** EXERCISE MATERIALS follows **

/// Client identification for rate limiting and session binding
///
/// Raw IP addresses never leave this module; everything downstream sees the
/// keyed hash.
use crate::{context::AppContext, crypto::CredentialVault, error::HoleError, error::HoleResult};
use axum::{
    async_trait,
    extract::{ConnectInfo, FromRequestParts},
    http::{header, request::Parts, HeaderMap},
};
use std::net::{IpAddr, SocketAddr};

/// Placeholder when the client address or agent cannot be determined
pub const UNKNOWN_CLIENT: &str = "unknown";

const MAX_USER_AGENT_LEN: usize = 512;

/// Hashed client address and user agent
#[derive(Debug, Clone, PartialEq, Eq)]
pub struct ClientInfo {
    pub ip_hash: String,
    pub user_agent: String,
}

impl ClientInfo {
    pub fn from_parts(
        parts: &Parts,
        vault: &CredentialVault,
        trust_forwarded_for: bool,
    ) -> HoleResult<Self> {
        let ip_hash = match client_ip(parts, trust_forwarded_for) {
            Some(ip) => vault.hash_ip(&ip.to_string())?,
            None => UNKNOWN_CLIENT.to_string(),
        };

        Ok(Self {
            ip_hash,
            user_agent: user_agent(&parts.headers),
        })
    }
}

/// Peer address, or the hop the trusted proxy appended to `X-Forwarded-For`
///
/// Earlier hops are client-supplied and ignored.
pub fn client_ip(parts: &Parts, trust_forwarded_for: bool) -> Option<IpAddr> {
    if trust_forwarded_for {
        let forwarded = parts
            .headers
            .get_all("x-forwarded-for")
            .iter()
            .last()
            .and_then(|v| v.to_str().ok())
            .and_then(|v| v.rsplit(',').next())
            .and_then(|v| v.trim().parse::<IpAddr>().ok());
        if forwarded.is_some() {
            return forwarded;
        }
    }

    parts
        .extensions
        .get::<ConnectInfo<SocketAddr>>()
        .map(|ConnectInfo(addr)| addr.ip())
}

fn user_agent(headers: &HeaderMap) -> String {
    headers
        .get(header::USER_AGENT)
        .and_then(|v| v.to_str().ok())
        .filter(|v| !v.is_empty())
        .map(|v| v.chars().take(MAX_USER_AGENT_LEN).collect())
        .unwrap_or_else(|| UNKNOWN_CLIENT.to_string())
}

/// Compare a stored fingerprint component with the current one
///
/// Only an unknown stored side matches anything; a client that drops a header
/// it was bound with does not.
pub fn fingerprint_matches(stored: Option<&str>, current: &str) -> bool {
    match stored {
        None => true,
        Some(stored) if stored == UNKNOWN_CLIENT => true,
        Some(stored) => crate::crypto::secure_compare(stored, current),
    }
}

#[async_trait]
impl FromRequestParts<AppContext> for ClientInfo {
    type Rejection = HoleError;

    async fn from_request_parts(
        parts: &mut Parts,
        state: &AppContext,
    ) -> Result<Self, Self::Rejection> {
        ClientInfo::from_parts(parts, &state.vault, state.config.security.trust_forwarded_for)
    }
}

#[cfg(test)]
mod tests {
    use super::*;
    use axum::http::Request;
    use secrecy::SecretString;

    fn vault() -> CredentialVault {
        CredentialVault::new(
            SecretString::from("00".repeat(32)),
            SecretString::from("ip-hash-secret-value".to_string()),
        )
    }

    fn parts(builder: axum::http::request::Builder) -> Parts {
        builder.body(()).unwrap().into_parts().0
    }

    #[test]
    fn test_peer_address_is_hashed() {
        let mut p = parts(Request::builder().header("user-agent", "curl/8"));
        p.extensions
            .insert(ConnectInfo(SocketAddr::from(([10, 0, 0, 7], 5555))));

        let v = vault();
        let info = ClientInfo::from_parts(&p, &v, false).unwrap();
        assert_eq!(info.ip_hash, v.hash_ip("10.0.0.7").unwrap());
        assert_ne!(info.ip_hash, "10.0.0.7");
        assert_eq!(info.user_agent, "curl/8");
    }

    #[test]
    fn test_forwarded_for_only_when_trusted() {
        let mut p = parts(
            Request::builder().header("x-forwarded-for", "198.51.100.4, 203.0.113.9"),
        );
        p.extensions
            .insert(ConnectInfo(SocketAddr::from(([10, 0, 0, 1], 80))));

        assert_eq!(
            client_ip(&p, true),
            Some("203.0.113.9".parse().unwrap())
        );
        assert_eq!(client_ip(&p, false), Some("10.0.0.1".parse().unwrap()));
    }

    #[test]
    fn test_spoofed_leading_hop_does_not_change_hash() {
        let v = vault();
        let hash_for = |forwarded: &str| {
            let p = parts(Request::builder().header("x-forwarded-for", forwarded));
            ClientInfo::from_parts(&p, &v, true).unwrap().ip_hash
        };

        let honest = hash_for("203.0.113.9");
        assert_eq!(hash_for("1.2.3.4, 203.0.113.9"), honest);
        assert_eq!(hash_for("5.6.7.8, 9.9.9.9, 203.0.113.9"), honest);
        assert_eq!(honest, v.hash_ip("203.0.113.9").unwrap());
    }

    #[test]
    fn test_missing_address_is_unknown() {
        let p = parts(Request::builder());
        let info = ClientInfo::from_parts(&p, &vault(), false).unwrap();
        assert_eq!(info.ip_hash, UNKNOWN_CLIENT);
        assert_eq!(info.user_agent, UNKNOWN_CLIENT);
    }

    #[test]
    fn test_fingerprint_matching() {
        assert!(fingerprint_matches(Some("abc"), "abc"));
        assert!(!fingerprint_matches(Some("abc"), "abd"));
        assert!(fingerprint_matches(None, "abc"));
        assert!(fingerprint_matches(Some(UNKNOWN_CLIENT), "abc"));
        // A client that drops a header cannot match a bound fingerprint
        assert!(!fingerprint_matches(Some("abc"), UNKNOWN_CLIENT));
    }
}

** End of EXERCISE MATERIALS **
** EXERCISE MATERIALS follows **

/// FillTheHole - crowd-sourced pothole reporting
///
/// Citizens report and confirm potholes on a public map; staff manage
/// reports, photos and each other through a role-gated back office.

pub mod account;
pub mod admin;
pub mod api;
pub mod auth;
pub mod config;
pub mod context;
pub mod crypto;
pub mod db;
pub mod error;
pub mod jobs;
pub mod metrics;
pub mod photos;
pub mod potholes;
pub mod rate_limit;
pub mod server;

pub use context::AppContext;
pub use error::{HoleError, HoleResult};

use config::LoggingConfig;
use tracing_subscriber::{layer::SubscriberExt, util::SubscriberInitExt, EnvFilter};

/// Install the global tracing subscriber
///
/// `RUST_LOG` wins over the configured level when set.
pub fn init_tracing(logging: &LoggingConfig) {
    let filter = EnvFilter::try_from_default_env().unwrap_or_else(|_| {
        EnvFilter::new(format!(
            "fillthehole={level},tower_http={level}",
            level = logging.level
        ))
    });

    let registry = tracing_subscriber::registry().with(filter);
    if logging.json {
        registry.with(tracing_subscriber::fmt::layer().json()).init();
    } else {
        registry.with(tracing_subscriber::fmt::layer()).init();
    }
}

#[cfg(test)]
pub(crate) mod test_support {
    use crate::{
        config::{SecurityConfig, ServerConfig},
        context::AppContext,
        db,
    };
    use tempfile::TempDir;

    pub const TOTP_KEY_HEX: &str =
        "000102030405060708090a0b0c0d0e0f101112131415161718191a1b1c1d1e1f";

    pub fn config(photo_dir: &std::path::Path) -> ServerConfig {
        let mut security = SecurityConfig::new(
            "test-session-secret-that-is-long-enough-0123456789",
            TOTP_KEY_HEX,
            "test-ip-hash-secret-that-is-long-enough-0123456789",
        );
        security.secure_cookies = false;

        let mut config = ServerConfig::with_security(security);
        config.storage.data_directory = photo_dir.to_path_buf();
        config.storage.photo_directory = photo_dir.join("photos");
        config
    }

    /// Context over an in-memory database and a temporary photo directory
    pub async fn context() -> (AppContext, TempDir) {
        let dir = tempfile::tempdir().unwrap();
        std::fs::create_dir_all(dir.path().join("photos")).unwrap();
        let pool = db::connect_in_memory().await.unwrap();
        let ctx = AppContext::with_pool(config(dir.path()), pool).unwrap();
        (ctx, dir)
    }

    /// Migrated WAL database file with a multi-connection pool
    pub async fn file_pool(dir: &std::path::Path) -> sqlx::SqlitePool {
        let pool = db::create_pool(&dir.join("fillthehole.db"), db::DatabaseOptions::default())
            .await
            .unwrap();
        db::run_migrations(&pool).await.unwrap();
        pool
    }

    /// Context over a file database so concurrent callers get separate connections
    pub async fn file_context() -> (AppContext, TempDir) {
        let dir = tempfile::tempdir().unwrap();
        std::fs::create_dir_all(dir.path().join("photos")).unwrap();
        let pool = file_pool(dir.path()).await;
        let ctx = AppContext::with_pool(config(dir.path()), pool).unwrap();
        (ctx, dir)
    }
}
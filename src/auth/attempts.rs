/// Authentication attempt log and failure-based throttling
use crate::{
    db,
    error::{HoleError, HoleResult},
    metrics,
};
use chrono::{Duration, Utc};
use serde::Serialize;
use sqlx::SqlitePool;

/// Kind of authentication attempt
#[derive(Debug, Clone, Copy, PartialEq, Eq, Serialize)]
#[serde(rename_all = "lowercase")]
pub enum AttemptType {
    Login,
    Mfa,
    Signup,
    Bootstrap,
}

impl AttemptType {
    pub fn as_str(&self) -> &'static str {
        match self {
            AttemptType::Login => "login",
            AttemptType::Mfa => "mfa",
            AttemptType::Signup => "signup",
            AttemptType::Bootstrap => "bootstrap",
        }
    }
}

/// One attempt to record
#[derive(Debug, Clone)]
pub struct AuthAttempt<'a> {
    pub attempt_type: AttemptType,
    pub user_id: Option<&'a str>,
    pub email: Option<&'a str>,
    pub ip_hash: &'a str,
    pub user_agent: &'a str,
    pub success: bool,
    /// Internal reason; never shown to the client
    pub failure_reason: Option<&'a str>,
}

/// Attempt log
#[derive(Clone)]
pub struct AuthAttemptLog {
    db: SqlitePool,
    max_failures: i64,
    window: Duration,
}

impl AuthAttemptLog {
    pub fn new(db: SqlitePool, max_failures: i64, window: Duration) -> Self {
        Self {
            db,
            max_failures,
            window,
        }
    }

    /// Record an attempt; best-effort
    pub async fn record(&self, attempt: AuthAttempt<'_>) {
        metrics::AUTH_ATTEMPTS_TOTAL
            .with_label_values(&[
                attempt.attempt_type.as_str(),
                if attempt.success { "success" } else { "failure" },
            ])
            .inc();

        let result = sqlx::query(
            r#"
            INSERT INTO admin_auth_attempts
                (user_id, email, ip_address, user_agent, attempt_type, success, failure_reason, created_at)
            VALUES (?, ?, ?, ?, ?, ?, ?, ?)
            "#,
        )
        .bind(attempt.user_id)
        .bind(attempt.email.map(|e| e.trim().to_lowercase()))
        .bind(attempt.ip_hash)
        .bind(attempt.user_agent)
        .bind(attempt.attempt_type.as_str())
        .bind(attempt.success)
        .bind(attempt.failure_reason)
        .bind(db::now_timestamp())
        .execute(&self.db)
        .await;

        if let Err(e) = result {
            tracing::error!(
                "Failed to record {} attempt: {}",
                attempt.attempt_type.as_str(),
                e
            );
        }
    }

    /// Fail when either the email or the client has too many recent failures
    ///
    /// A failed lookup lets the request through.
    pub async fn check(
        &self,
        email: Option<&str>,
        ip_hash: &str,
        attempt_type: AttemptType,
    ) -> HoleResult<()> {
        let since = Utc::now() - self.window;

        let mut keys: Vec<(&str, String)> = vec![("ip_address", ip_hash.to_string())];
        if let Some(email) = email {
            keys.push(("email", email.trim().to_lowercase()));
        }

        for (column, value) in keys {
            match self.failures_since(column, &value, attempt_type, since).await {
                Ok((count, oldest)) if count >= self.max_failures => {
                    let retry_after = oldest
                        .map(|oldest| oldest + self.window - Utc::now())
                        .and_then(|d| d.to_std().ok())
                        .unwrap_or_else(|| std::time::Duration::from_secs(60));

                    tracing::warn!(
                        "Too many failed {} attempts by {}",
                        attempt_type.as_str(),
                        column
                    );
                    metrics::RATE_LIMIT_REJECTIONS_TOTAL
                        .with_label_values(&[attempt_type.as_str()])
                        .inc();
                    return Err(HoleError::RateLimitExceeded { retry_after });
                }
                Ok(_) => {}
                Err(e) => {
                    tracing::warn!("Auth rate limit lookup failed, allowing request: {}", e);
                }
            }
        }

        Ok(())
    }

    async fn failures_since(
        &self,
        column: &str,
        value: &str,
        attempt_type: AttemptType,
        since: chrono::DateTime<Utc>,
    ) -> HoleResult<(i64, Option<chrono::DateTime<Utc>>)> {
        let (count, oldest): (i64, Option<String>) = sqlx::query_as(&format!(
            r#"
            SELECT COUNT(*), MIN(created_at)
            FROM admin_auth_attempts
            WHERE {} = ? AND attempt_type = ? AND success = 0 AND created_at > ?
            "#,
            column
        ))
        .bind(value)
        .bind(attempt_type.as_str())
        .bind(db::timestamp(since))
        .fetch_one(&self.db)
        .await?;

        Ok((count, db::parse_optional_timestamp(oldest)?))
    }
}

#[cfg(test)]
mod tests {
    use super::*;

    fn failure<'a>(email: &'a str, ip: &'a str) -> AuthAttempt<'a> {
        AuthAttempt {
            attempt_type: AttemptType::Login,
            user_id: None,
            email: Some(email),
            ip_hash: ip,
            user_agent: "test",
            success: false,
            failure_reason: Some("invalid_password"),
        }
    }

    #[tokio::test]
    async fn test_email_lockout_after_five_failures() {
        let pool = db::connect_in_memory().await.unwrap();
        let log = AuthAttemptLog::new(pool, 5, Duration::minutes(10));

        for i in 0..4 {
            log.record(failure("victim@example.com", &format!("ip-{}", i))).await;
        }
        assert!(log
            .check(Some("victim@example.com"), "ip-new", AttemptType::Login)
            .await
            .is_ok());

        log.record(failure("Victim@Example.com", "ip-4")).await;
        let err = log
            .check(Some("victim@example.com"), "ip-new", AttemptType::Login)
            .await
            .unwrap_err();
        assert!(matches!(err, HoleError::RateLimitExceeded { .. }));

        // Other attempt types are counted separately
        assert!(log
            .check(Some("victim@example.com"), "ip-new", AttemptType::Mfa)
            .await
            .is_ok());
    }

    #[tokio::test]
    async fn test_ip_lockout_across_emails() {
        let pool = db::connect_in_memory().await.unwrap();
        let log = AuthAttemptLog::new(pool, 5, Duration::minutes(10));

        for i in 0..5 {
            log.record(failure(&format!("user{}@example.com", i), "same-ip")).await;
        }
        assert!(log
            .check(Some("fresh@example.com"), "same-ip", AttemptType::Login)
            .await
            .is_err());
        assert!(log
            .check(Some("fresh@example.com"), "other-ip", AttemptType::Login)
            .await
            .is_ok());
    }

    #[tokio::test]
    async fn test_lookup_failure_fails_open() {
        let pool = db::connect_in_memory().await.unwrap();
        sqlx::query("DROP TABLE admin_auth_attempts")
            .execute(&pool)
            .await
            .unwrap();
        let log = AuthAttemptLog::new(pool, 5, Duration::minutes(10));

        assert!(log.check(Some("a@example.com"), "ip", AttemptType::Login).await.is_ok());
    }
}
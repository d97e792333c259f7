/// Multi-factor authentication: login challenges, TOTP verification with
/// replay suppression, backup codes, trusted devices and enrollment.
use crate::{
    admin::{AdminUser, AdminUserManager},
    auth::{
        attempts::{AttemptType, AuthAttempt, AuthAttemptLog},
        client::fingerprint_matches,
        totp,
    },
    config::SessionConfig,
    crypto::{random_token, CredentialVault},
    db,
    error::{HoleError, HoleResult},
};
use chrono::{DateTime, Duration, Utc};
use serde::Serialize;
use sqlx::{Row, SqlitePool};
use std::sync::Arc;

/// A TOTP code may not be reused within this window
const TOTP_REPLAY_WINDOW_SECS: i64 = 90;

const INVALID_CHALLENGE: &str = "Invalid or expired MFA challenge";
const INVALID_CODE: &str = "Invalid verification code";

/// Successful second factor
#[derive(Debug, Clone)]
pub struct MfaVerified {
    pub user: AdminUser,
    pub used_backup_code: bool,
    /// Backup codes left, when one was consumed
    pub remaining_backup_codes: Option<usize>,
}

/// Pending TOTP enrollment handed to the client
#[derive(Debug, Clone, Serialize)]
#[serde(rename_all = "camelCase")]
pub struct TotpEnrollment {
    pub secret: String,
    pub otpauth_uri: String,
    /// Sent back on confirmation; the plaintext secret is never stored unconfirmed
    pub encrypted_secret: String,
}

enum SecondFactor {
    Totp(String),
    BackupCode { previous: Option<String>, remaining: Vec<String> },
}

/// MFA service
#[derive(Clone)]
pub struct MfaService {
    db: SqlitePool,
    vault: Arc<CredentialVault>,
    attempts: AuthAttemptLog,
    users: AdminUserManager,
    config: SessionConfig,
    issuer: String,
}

** End of EXERCISE MATERIALS **
** EXERCISE MATERIALS follows **

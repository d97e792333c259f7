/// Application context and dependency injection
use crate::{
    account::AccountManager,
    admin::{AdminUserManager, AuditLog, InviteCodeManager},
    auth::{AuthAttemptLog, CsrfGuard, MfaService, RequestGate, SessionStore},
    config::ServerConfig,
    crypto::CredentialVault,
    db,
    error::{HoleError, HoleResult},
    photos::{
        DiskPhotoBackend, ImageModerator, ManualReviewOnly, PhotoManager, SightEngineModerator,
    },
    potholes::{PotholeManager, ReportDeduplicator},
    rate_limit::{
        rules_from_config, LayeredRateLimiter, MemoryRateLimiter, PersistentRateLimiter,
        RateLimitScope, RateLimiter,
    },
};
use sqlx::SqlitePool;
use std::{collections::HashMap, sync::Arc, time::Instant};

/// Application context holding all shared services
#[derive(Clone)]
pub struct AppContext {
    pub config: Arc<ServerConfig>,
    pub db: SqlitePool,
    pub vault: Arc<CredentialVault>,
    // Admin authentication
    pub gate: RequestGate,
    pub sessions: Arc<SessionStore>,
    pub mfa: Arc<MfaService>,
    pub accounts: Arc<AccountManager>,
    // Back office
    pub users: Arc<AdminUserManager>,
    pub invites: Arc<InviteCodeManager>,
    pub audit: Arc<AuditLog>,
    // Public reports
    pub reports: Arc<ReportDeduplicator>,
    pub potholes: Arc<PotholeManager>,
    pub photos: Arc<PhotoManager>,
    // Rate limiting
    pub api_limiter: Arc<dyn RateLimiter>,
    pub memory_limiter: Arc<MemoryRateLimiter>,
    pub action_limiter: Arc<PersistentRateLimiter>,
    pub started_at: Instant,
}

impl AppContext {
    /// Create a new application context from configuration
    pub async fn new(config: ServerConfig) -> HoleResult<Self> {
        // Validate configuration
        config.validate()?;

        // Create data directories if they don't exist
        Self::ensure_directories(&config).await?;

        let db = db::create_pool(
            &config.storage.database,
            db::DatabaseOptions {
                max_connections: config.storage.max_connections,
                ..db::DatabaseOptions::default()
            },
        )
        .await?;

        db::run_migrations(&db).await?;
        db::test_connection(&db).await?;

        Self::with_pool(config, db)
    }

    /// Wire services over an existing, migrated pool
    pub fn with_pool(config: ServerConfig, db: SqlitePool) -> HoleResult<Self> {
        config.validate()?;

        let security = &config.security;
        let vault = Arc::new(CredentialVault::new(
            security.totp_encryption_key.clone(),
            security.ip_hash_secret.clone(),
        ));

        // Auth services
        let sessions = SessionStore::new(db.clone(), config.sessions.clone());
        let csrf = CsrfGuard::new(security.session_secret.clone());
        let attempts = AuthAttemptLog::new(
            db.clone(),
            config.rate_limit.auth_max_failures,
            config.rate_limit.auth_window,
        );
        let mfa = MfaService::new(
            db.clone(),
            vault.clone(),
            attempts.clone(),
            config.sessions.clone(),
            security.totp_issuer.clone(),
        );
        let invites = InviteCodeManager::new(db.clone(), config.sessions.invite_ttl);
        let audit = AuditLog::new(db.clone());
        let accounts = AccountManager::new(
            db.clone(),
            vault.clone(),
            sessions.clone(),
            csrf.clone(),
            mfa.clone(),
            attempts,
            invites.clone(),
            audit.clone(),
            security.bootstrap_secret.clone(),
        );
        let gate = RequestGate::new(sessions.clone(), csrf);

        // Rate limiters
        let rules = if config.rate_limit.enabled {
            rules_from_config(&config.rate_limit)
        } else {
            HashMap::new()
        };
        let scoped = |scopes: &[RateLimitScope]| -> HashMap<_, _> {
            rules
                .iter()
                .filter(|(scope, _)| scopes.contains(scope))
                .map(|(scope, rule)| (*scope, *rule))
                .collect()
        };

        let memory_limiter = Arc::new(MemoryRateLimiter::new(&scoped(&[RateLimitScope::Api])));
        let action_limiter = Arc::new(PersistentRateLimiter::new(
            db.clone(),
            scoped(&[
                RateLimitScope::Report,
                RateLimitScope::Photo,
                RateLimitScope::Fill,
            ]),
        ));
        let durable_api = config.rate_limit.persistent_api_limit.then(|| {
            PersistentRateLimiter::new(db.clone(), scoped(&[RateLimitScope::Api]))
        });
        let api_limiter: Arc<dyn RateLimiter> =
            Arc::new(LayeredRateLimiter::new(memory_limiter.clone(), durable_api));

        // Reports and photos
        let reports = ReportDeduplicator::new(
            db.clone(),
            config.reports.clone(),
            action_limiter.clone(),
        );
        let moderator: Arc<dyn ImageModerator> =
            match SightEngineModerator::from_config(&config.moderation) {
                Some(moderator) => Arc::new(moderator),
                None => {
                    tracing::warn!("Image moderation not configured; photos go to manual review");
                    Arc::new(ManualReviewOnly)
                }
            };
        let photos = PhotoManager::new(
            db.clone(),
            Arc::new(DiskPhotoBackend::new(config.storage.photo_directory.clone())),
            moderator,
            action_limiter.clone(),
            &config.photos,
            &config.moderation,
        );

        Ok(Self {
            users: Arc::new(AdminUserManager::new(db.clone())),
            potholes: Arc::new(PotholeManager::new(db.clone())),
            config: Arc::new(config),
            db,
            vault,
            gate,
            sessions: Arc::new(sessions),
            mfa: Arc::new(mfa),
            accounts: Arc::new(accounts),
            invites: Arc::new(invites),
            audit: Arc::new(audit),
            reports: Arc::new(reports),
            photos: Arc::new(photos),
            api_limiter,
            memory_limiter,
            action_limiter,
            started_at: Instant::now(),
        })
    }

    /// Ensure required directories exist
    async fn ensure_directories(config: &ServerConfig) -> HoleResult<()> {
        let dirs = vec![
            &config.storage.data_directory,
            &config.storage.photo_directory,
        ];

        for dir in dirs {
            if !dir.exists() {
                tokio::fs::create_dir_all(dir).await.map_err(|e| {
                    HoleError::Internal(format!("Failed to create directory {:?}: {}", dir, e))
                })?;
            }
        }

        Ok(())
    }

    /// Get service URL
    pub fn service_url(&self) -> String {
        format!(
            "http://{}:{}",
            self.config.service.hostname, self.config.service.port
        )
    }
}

** End of EXERCISE MATERIALS **

Collect each line above holding the string "impl".

## RESPONSE AREA
impl ClientInfo {
impl FromRequestParts<AppContext> for ClientInfo {
impl AttemptType {
impl AuthAttemptLog {
impl AppContext {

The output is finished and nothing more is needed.